Questa ambiguità tra le istanze di finzione e di documentazione, tra l’intrattenimento e la vocazione del racconto della verità è messa bene in evidenza dal lavoro di Federico Montanari. Nel suo saggio, Chernobyl si configura come un filtro che costruisce una versione della verità storica, selezionando e omettendo aspetti significativi come il conflitto e la dimensione collettiva della catastrofe. Le strategie di veridizione – di creazione di quell’effetto di realtà sopracitato – pur volendo educare lo spettatore alla gravità degli eventi, escludono elementi cruciali, creando una narrazione che, sebbene potente, lascia deliberatamente in ombra alcune problematiche sociali e politiche. Questo approccio, pur dando un forte impatto visivo ed emotivo, solleva interrogativi critici sulla selezione della realtà e sulla responsabilità sociale della rappresentazione storica.

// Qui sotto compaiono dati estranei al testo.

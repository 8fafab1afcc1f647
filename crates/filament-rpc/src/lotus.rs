//! [`NodeRpc`] over a Lotus JSON-RPC endpoint.
//!
//! Read-only calls are retried with linear backoff when the transport fails.
//! `MpoolPush` is sent exactly once: a push that timed out may still have
//! reached the pool, so resending is left to the caller.

use std::time::Duration;

use async_trait::async_trait;
use jsonrpsee::core::ClientError;
use jsonrpsee::core::client::ClientT;
use jsonrpsee::core::params::ArrayParams;
use jsonrpsee::http_client::{HeaderMap, HeaderValue, HttpClient, HttpClientBuilder};
use serde::de::DeserializeOwned;
use serde_json::{Value, json};
use tracing::{debug, warn};

use filament_core::address::Address;
use filament_core::cid::Cid;
use filament_core::message::{GasParams, Message, SignedMessage};
use filament_core::network::Network;

use crate::config::RpcConfig;
use crate::error::RpcError;
use crate::node::NodeRpc;
use crate::types::{ActorState, LotusMessage, LotusSignedMessage, MsgLookup, TipSetHeight};

const MPOOL_GET_NONCE: &str = "Filecoin.MpoolGetNonce";
const GAS_ESTIMATE_MESSAGE_GAS: &str = "Filecoin.GasEstimateMessageGas";
const MPOOL_PUSH: &str = "Filecoin.MpoolPush";
const STATE_GET_ACTOR: &str = "Filecoin.StateGetActor";
const STATE_SEARCH_MSG: &str = "Filecoin.StateSearchMsg";
const CHAIN_HEAD: &str = "Filecoin.ChainHead";

/// Search the whole chain when looking up a message.
const SEARCH_NO_LIMIT: i64 = -1;

/// How a single call went wrong, before it is mapped per method.
#[derive(Debug)]
enum Failure {
    /// The node answered with a JSON-RPC error.
    Node(String),
    /// Transport failure or timeout; worth retrying for reads.
    Transport(String),
    /// Request or response could not be (de)serialized.
    Malformed(String),
}

impl Failure {
    fn from_client(method: &str, err: ClientError) -> Self {
        match err {
            ClientError::Call(obj) => Failure::Node(obj.message().to_string()),
            ClientError::ParseError(e) => Failure::Malformed(format!("{method}: {e}")),
            other => Failure::Transport(format!("{method}: {other}")),
        }
    }

    fn into_rpc(self, method: &str) -> RpcError {
        match self {
            Failure::Node(msg) => RpcError::InvalidResponse(format!("{method}: {msg}")),
            Failure::Transport(msg) => RpcError::NodeUnavailable(msg),
            Failure::Malformed(msg) => RpcError::InvalidResponse(msg),
        }
    }
}

fn is_actor_not_found(msg: &str) -> bool {
    msg.to_ascii_lowercase().contains("actor not found")
}

fn params(args: &[Value]) -> Result<ArrayParams, Failure> {
    let mut params = ArrayParams::new();
    for arg in args {
        params
            .insert(arg)
            .map_err(|e| Failure::Malformed(e.to_string()))?;
    }
    Ok(params)
}

/// Lotus JSON-RPC client.
pub struct LotusClient {
    client: HttpClient,
    config: RpcConfig,
}

impl LotusClient {
    pub fn new(config: RpcConfig) -> Result<Self, RpcError> {
        let mut headers = HeaderMap::new();
        if let Some(token) = &config.token {
            let value = HeaderValue::from_str(&format!("Bearer {token}")).map_err(|_| {
                RpcError::NodeUnavailable("token is not a valid header value".into())
            })?;
            headers.insert("Authorization", value);
        }
        let client = HttpClientBuilder::default()
            .request_timeout(config.request_timeout)
            .set_headers(headers)
            .build(&config.url)
            .map_err(|e| RpcError::NodeUnavailable(format!("{}: {e}", config.url)))?;
        debug!(url = %config.url, network = %config.network, "lotus: client ready");
        Ok(Self { client, config })
    }

    pub fn config(&self) -> &RpcConfig {
        &self.config
    }

    fn render(&self, address: &Address) -> Value {
        Value::String(address.encode(self.config.network))
    }

    async fn call<T: DeserializeOwned>(&self, method: &str, args: &[Value]) -> Result<T, Failure> {
        self.client
            .request(method, params(args)?)
            .await
            .map_err(|e| Failure::from_client(method, e))
    }

    /// A read-only call, retried on transport failure.
    async fn read<T: DeserializeOwned>(&self, method: &str, args: &[Value]) -> Result<T, Failure> {
        let mut attempt: u32 = 0;
        loop {
            match self.call(method, args).await {
                Err(Failure::Transport(msg)) if attempt < self.config.read_retries => {
                    attempt += 1;
                    let delay = backoff(self.config.retry_backoff, attempt);
                    warn!(method, attempt, error = %msg, "lotus: transport failure, retrying");
                    tokio::time::sleep(delay).await;
                }
                result => return result,
            }
        }
    }
}

fn backoff(base: Duration, attempt: u32) -> Duration {
    base.saturating_mul(attempt)
}

#[async_trait]
impl NodeRpc for LotusClient {
    fn network(&self) -> Network {
        self.config.network
    }

    async fn get_nonce(&self, address: &Address) -> Result<u64, RpcError> {
        self.read(MPOOL_GET_NONCE, &[self.render(address)])
            .await
            .map_err(|f| f.into_rpc(MPOOL_GET_NONCE))
    }

    async fn estimate_gas(&self, message: &Message) -> Result<GasParams, RpcError> {
        let lotus = LotusMessage::from_message(message, self.config.network);
        let arg = serde_json::to_value(&lotus)
            .map_err(|e| RpcError::InvalidResponse(e.to_string()))?;
        let estimated: LotusMessage = self
            .read(GAS_ESTIMATE_MESSAGE_GAS, &[arg, Value::Null, json!([])])
            .await
            .map_err(|f| match f {
                Failure::Node(msg) => RpcError::SubmissionRejected(msg),
                other => other.into_rpc(GAS_ESTIMATE_MESSAGE_GAS),
            })?;
        Ok(estimated.gas())
    }

    async fn submit(&self, signed: &SignedMessage) -> Result<Cid, RpcError> {
        let lotus = LotusSignedMessage::from_signed(signed, self.config.network);
        let arg = serde_json::to_value(&lotus)
            .map_err(|e| RpcError::InvalidResponse(e.to_string()))?;
        let cid: Cid = self
            .call(MPOOL_PUSH, &[arg])
            .await
            .map_err(|f| match f {
                Failure::Node(msg) => RpcError::SubmissionRejected(msg),
                other => other.into_rpc(MPOOL_PUSH),
            })?;
        let local = signed.cid();
        if cid != local {
            warn!(%cid, %local, "lotus: node reported a different message cid");
        }
        Ok(cid)
    }

    async fn get_actor_state(&self, address: &Address) -> Result<ActorState, RpcError> {
        let not_found = || RpcError::AccountNotFound(address.encode(self.config.network));
        let actor: Option<ActorState> = self
            .read(STATE_GET_ACTOR, &[self.render(address), json!([])])
            .await
            .map_err(|f| match f {
                Failure::Node(msg) if is_actor_not_found(&msg) => not_found(),
                other => other.into_rpc(STATE_GET_ACTOR),
            })?;
        actor.ok_or_else(not_found)
    }

    async fn search_msg(&self, cid: &Cid) -> Result<Option<MsgLookup>, RpcError> {
        let args = [json!([]), json!(cid), json!(SEARCH_NO_LIMIT), json!(true)];
        self.read(STATE_SEARCH_MSG, &args)
            .await
            .map_err(|f| f.into_rpc(STATE_SEARCH_MSG))
    }

    async fn chain_height(&self) -> Result<i64, RpcError> {
        let head: TipSetHeight = self
            .read(CHAIN_HEAD, &[])
            .await
            .map_err(|f| f.into_rpc(CHAIN_HEAD))?;
        Ok(head.height)
    }
}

In conclusione, Chernobyl Calling dimostra come una miniserie possa andare oltre i confini del racconto televisivo, diventando il fulcro di un dibattito più ampio sulla memoria, la cultura e i modi non del tutto innocenti in cui ci raccontiamo la verità. Grazie alla varietà di approcci disciplinari, il volume curato da Dusi e Lacalle apre lo sguardo partendo da una miniserie per arrivare a rispondere ad alcune domande poste dalla società contemporanea. Domande che, riprendendo le parole di Legasov nelle prime battute della serie, appaiono più attuali che mai: “Qual è il costo della menzogna? […] Che altro resta se non abbandonare anche la speranza della verità e accontentarsi invece di storie?”
Chernobyl Calling. Narrative, Intermediality and Cultural Memory of a Docu-Fiction, a cura di Nicola Dusi e Charo Lacalle, Punctum Semiotics Monographs, Hellenic Semiotics Society, 2024.